Os dedos crepitavam numa velocidade que jamais imaginara alcançar diante de dezenas de letras e símbolos. À velocidade dos dedos no teclado as palavras surgiam e com elas as frases diretamente impressas no papel. E assim o documento ia tomando forma e ao final da folha a página era retirada com um hábil giro do rolo emborrachado. O matraquear dos toques mais se assemelhava ao som de metralhadora expelindo seus projéteis. Àquela época era a maneira mais moderna de escrever através de um equipamento mecânico. Toda repartição pública ou escritório ostentava sobre uma mesinha uma máquina de datilografia.

A invenção da máquina de escrever atribui-se ao padre paraibano Francisco João de Azevedo, entretanto, foi patenteada pelo inglês Henri Mill. Outros acreditam que foi inventada pelo italiano Pellegrino Turri. O certo mesmo é que ao longo dos anos criei uma intimidade com essa ferramenta, que cheguei a escrever sem  olhar para suas teclas. Com ela produzia no ambiente cartorário certidões, mandados judiciais, formais de partilha, termos de audiência, e nas horas vagas, punha-me a escrevinhar coisinhas que pretensiosamente chamava de poemas, contos ou crônicas. Em sua companhia migrei profissionalmente de escrevente de cartório para juiz de direito. Ainda hoje mantenho – decorativa e silenciosa –  a minha quarentona Olivetti Linea 98.

Meus filhos costumam perguntar como era escrever naquela geringonça; o que se fazia para obter mais de uma cópia do mesmo documento; e quando ocorria um erro de digitação, ops, de datilografia, o que era feito para corrigir?
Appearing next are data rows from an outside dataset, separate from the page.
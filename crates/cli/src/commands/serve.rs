//! `jobcrew serve`: register, then serve kickoff requests until Ctrl-C.

use std::future::Future;
use std::sync::Arc;

use jobcrew_config::{AppConfig, Credentials};
use jobcrew_core::SearchCriteria;
use jobcrew_core::event::EventBus;
use jobcrew_gateway::{HttpRegistrar, JobSearchCrew};
use tokio::net::TcpListener;
use tokio::sync::oneshot;
use tracing::{error, info};

use super::{CommandResult, progress};

pub async fn run(port_override: Option<u16>, register: bool) -> CommandResult {
    super::with_credentials(Credentials::from_env, &mut std::io::stdout(), |credentials| {
        serve(credentials, port_override, register)
    })
    .await
}

async fn serve(credentials: Credentials, port_override: Option<u16>, register: bool) -> CommandResult {
    let mut config = AppConfig::load().map_err(|e| format!("Failed to load config: {e}"))?;
    if let Some(port) = port_override {
        config.registration.port = port;
    }

    let events = Arc::new(EventBus::default());
    progress::spawn(&events, |line| info!("{line}"));

    let runner = jobcrew_agent::build_runner(&config, &credentials, events);
    let crew = Arc::new(JobSearchCrew::new(SearchCriteria::default(), runner));

    if register {
        let registrar = HttpRegistrar::new(&config.registration.endpoint);
        let outcome = crew
            .register(&registrar, &config.registration, &credentials.agentverse_api_key)
            .await?;

        if let Some(address) = outcome.address() {
            println!("Agent registered with address: {address}");
        }
        println!("\n{} registration result: {}", config.registration.name, outcome.raw());
    }

    let listener = TcpListener::bind((config.gateway.host.as_str(), config.registration.port)).await?;
    println!("   Listening: {}:{}", config.gateway.host, config.registration.port);

    let (tx, rx) = oneshot::channel();
    tokio::spawn(forward_shutdown(tokio::signal::ctrl_c(), tx));

    jobcrew_gateway::serve(listener, crew, rx).await?;
    println!("\nExiting...");

    Ok(())
}

/// Fire `tx` once `signal` resolves.
///
/// A closed channel also stops the server, so when the signal cannot be
/// installed the sender is held for the life of the process.
async fn forward_shutdown(
    signal: impl Future<Output = std::io::Result<()>>,
    tx: oneshot::Sender<()>,
) {
    match signal.await {
        Ok(()) => {
            info!("Interrupt received, shutting down");
            let _ = tx.send(());
        }
        Err(e) => {
            error!(error = %e, "Cannot listen for Ctrl-C, serving until killed");
            let _tx = tx;
            std::future::pending::<()>().await;
        }
    }
}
Claro que não tínhamos a mesma facilidade dos dias atuais. Para cópia utilizávamos papel-carbono entre uma folha e outra, no máximo quatro. Quando errávamos, para não enfeiar o texto utilizando borracha, que às vezes rasgava o papel, a técnica era escrever logo após a palavra errada, o verbo digo, e assim lançar o termo correto. Alguns datilógrafos em vez de digo, usavam o quis dizer.

                             Lembro de uma servidora cartorária que, numa audiência, ao escrever o endereço da testemunha que estava prestes a ser inquirida, consignou que a depoente morava na Rua Digo Velho. De imediato, ao perceber o erro, pois o logradouro se chamava Diogo Velho, assim fez a correção: “onde eu digo Digo, não digo Digo, digo Diogo”.

                             Pois é, entre uma datilografada e outra, atravessamos as décadas do digo, ou quis dizer.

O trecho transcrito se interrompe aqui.